In the BM, although there are two prices (SBP & SSP), at any one time, the price of interest is the imbalance price since the other price is approximately equal to the APX market price. For example, if at one point, there is a shortage of energy in the BM, causing the SBP (using the imbalance pricing method) to rise to £100/MWh, the SSP (calculated using the reverse pricing method) is essentially an average of APX prices (of different products). In this case, the imbalance price is SBP whereas SSP which is roughly equivalent to the APX price is represented by the APX model above. The purpose of the BM

econometric model is to determine the relationship between the imbalance price and the independent variables.

The BM model chosen was:

Imbaprice𝑡 = 𝛽0+ 𝛽1OIL𝑡+ 𝛽2OCGT𝑡+ 𝛽3CCGT𝑡+ 𝛽4COAL𝑡+ 𝛽5NUCLEAR𝑡+ 𝛽6NPSHYD𝑡+

𝛽7WIND𝑡+ 𝛽8NIV𝑡+ 𝛽9pumping𝑡+ 𝛽10britnedimport𝑡+ 𝛽11eastwestimport𝑡+

𝛽12frenchimport𝑡+ 𝛽13moyleimport𝑡+ 𝛽14APXP𝑡+ 𝛽15APXV𝑡+ 𝛽16APXPLAG1𝑡+

𝛽17APXPLAG2𝑡+ 𝛽18imbapricelag1𝑡+ 𝛽19imbapricelag2𝑡+ 𝛽20quarterlyfuelpriceCOAL𝑡+

𝛽21quarterlyfuelpriceGAS𝑡+ 𝜀𝑖

(4.26)

4.11.3. Autoregressive vs Static models

The APX and BM econometric models in (4.25) and (4.26) have lagged dependent variables and represent an Autoregressive – AR (2) model. Since the data uses half hourly resolution, it is very likely that markets show strong effects of autocorrelation. In other words, the current disturbance term is correlated with that of the previous period. Autocorrelation can be problematic under the Ordinary Least Squares (OLS) method used to evaluate the econometric models; while the coefficients themselves are not biased, asymptotically converging towards the true value, the standard errors of the coefficients are biased (Dougherty 2011, chap.12).

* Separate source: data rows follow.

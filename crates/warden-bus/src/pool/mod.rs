//! Redis connection pool

mod redis_pool;

pub use redis_pool::{
    create_shared_pool, RedisPool, RedisPoolConfig, RedisPoolError, SharedRedisPool,
};
//! Bus subscriber.
//!
//! Holds a dedicated Redis pub/sub connection subscribed to a fixed set of
//! family channels, reconnecting with a delay on connection loss, and fans
//! received payloads out over a `tokio::sync::broadcast` channel. The
//! channel set never changes at runtime - a controller subscribes to its two
//! family channels at startup and keeps them for the process lifetime.

use futures_util::StreamExt;
use redis::Client;
use tokio::sync::broadcast;

/// Error type for subscriber operations
#[derive(Debug, thiserror::Error)]
pub enum SubscriberError {
    #[error("Redis error: {0}")]
    Redis(#[from] redis::RedisError),

    #[error("Subscriber channel closed")]
    ChannelClosed,
}

/// Result type for subscriber operations
pub type SubscriberResult<T> = Result<T, SubscriberError>;

/// Raw message received from the bus
#[derive(Debug, Clone)]
pub struct ReceivedMessage {
    /// Channel the message was received on
    pub channel: String,
    /// Raw frame bytes
    pub payload: Vec<u8>,
}

/// Subscriber configuration
#[derive(Debug, Clone)]
pub struct SubscriberConfig {
    /// Redis connection URL
    pub redis_url: String,
    /// Channels to subscribe to
    pub channels: Vec<String>,
    /// Buffer size of the broadcast fan-out
    pub broadcast_buffer: usize,
    /// Reconnection delay in milliseconds
    pub reconnect_delay_ms: u64,
}

impl Default for SubscriberConfig {
    fn default() -> Self {
        Self {
            redis_url: "redis://127.0.0.1:6379".to_string(),
            channels: Vec::new(),
            broadcast_buffer: 1024,
            reconnect_delay_ms: 1000,
        }
    }
}

/// Bus subscriber with a background listener task
pub struct Subscriber {
    broadcast_tx: broadcast::Sender<ReceivedMessage>,
}

impl Subscriber {
    /// Create a new subscriber and start the background listener
    #[must_use]
    pub fn spawn(config: SubscriberConfig) -> Self {
        let (broadcast_tx, _) = broadcast::channel(config.broadcast_buffer);
        let tx = broadcast_tx.clone();

        tokio::spawn(Self::listener_loop(config, tx));

        Self { broadcast_tx }
    }

    /// Get a receiver for incoming messages
    #[must_use]
    pub fn receiver(&self) -> broadcast::Receiver<ReceivedMessage> {
        self.broadcast_tx.subscribe()
    }

    /// Background listener loop; reconnects forever
    async fn listener_loop(
        config: SubscriberConfig,
        broadcast_tx: broadcast::Sender<ReceivedMessage>,
    ) {
        loop {
            if let Err(e) = Self::run_listener(&config, &broadcast_tx).await {
                tracing::error!(error = %e, "Subscriber error, reconnecting...");
            } else {
                tracing::warn!("Bus stream ended, reconnecting...");
            }
            tokio::time::sleep(tokio::time::Duration::from_millis(config.reconnect_delay_ms))
                .await;
        }
    }

    /// Run the listener until the connection drops
    async fn run_listener(
        config: &SubscriberConfig,
        broadcast_tx: &broadcast::Sender<ReceivedMessage>,
    ) -> SubscriberResult<()> {
        let client = Client::open(config.redis_url.as_str())?;
        let mut pubsub = client.get_async_pubsub().await?;

        for channel in &config.channels {
            pubsub.subscribe(channel).await?;
        }

        tracing::info!(channels = ?config.channels, "Subscriber connected to bus");

        let mut stream = pubsub.on_message();

        while let Some(msg) = stream.next().await {
            let channel = msg.get_channel_name().to_string();
            let payload: Vec<u8> = msg.get_payload().unwrap_or_default();

            tracing::trace!(channel = %channel, bytes = payload.len(), "Received bus message");

            // Send errors only mean there are no receivers right now.
            let _ = broadcast_tx.send(ReceivedMessage { channel, payload });
        }

        Ok(())
    }
}

#[cfg(test)]
mod tests {
    use super::*;

    #[test]
    fn test_subscriber_config_default() {
        let config = SubscriberConfig::default();
        assert_eq!(config.redis_url, "redis://127.0.0.1:6379");
        assert_eq!(config.broadcast_buffer, 1024);
        assert_eq!(config.reconnect_delay_ms, 1000);
        assert!(config.channels.is_empty());
    }
}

In order to generate unbiased standard errors, the regression model can be estimated using Feasible Generalised Least Squares (FGLS) method. In FGLS, the OLS regression is run first. The error term is then regressed on its lag to estimate the magnitude of autocorrelation. It is this relationship that is used to eliminate autocorrelation from the original equation. Dougherty (2011, pp.441–445) gives a good description of the procedure using the Cochrane-Orcutt iterative method. FGLS also reduces bias from heteroscedasticity. In time series analysis the addition of lagged dependent variables can often eliminate autocorrelation.

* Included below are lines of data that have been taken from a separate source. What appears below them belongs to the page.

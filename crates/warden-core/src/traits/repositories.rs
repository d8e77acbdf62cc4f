//! Repository traits (ports) - define the interface for list/record storage
//!
//! The domain layer defines what it needs; warden-db provides the PostgreSQL
//! implementation. Priority resolution is deliberately absent from these
//! interfaces: stores return candidate sets and callers fold them through
//! the one shared resolver, so every call site ranks records identically.

use async_trait::async_trait;
use chrono::{DateTime, Utc};

use crate::entities::{
    BanList, BanRecord, NewBanList, NewBanRecord, NewVipList, NewVipRecord, VipList, VipRecord,
};
use crate::error::DomainError;

/// Result type for repository operations
pub type RepoResult<T> = Result<T, DomainError>;

/// Filters and paging for record searches.
#[derive(Debug, Clone)]
pub struct RecordSearch {
    pub player_id: Option<String>,
    pub list_id: Option<i32>,
    /// Only records that have not expired yet.
    pub exclude_expired: bool,
    /// 1-based page number.
    pub page: u32,
    pub per_page: u32,
}

impl Default for RecordSearch {
    fn default() -> Self {
        Self {
            player_id: None,
            list_id: None,
            exclude_expired: false,
            page: 1,
            per_page: 50,
        }
    }
}

impl RecordSearch {
    /// Row offset of the requested page.
    #[must_use]
    pub fn offset(&self) -> i64 {
        i64::from(self.page.saturating_sub(1)) * i64::from(self.per_page)
    }
}

/// One page of search results.
#[derive(Debug, Clone)]
pub struct Page<T> {
    pub items: Vec<T>,
    pub total: i64,
    pub page: u32,
    pub per_page: u32,
}

// ============================================================================
// Ban family
// ============================================================================

#[async_trait]
pub trait BanListStore: Send + Sync {
    async fn find_list(&self, id: i32) -> RepoResult<Option<BanList>>;

    async fn all_lists(&self) -> RepoResult<Vec<BanList>>;

    async fn create_list(&self, new: &NewBanList) -> RepoResult<BanList>;

    async fn update_list(&self, list: &BanList) -> RepoResult<()>;

    /// Delete a list and (by cascade) its records.
    async fn delete_list(&self, id: i32) -> RepoResult<()>;

    async fn find_record(&self, id: i64) -> RepoResult<Option<BanRecord>>;

    async fn create_record(&self, new: &NewBanRecord) -> RepoResult<BanRecord>;

    async fn update_record(&self, record: &BanRecord) -> RepoResult<()>;

    /// Hard-delete a record, returning the deleted row if it existed.
    async fn delete_record(&self, id: i64) -> RepoResult<Option<BanRecord>>;

    async fn records_for_list(&self, list_id: i32) -> RepoResult<Vec<BanRecord>>;

    /// Every record the player holds, on any list, with the owning list.
    async fn records_for_player(&self, player_id: &str)
        -> RepoResult<Vec<(BanRecord, BanList)>>;

    /// Unexpired records covering the player on lists applicable to the
    /// given server, excluding the given record ids. Expiry is evaluated
    /// lazily here; expired rows simply stop matching.
    async fn active_records_for_player(
        &self,
        player_id: &str,
        server: u8,
        exclude: &[i64],
    ) -> RepoResult<Vec<(BanRecord, BanList)>>;

    /// All unexpired records on lists applicable to the given server.
    async fn active_records_for_server(
        &self,
        server: u8,
    ) -> RepoResult<Vec<(BanRecord, BanList)>>;

    /// Set `expires_at = at` on every one of the player's records, keeping
    /// the rows for history. Returns the number of records touched.
    async fn expire_all_for_player(&self, player_id: &str, at: DateTime<Utc>)
        -> RepoResult<u64>;

    async fn search_records(&self, search: &RecordSearch) -> RepoResult<Page<BanRecord>>;
}

// ============================================================================
// VIP family
// ============================================================================

#[async_trait]
pub trait VipListStore: Send + Sync {
    async fn find_list(&self, id: i32) -> RepoResult<Option<VipList>>;

    async fn all_lists(&self) -> RepoResult<Vec<VipList>>;

    async fn create_list(&self, new: &NewVipList) -> RepoResult<VipList>;

    async fn update_list(&self, list: &VipList) -> RepoResult<()>;

    /// Delete a list and (by cascade) its records.
    async fn delete_list(&self, id: i32) -> RepoResult<()>;

    async fn find_record(&self, id: i64) -> RepoResult<Option<VipRecord>>;

    async fn create_record(&self, new: &NewVipRecord) -> RepoResult<VipRecord>;

    async fn update_record(&self, record: &VipRecord) -> RepoResult<()>;

    /// Hard-delete a record, returning the deleted row if it existed.
    async fn delete_record(&self, id: i64) -> RepoResult<Option<VipRecord>>;

    async fn records_for_list(&self, list_id: i32) -> RepoResult<Vec<VipRecord>>;

    /// Every record the player holds, on any list. Used by the unknown-player
    /// check, which must see lists that do not apply to this server too.
    async fn records_for_player(&self, player_id: &str) -> RepoResult<Vec<VipRecord>>;

    /// All records (including inactive and expired ones) on lists applicable
    /// to the given server. The reconciler resolves and filters in memory.
    async fn records_for_server(&self, server: u8) -> RepoResult<Vec<(VipRecord, VipList)>>;

    /// Lists applicable to the given server.
    async fn lists_for_server(&self, server: u8) -> RepoResult<Vec<VipList>>;

    /// Clear `active` on all records whose expiry has passed. Returns the
    /// number of records deactivated.
    async fn deactivate_expired(&self, now: DateTime<Utc>) -> RepoResult<u64>;

    /// Clear `active` on all of one player's records. Returns the number of
    /// records deactivated.
    async fn deactivate_for_player(&self, player_id: &str) -> RepoResult<u64>;

    async fn search_records(&self, search: &RecordSearch) -> RepoResult<Page<VipRecord>>;
}

#[cfg(test)]
mod tests {
    use super::*;

    #[test]
    fn test_search_defaults() {
        let search = RecordSearch::default();
        assert_eq!(search.page, 1);
        assert_eq!(search.per_page, 50);
        assert_eq!(search.offset(), 0);
    }

    #[test]
    fn test_search_offset() {
        let search = RecordSearch { page: 3, per_page: 25, ..RecordSearch::default() };
        assert_eq!(search.offset(), 50);

        // Page 0 is treated as page 1.
        let search = RecordSearch { page: 0, ..RecordSearch::default() };
        assert_eq!(search.offset(), 0);
    }
}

The addition of lagged dependent variables substantially improves the model fit; the APX model without lagged dependent variables is referred to as the Static (ST) model and has an R2 value of 0.54

which rises to 0.84 under the AR model specification. However, the AR model also dramatically reduces the explanatory power of the other variables. Achen (2000) investigated this problem to show that in the presence of autocorrelation and trended independent variables, the inclusion of lagged dependent variables provides a false sense of superior fit. In fact, he shows that even when the lagged dependent variables do not belong to the model at all, the autocorrelation and trending in independent variables cause the regression results to show a strong and significant relationship.

Nevertheless, when the ST model is evaluated using FGLS it suffers from a lower R2 value suggesting

that a substantial variation in prices is not explained. Omitted variable bias, where the independent variables attempt to compensate for missing variables, is also of concern. Therefore, the bias likely

overestimates the impact of wind under the ST model and underestimates its impact under the AR model. The results of the two types of regressions are discussed further in Chapter 7, with reference to these biases. However, with the knowledge of the extent of the bias, the true impact of wind power on prices should lie in between the two models and hence meaningful information can still de derived. Further diagnostic tests have been used to refine the model; the Breusch-Pagan test was used to detect heteroscedasticity and the Breusch-Godfrey test for serial correlation. In order to detect possible misspecification, the Ramsey test was performed. Using the Augmented Dickey-Fuller test, the data was found to be stationary. Residual error plots are shown Appendix C. The models are evaluated using 2011-2014 data and validated using an out-of-sample testing is carried out on data in 2015.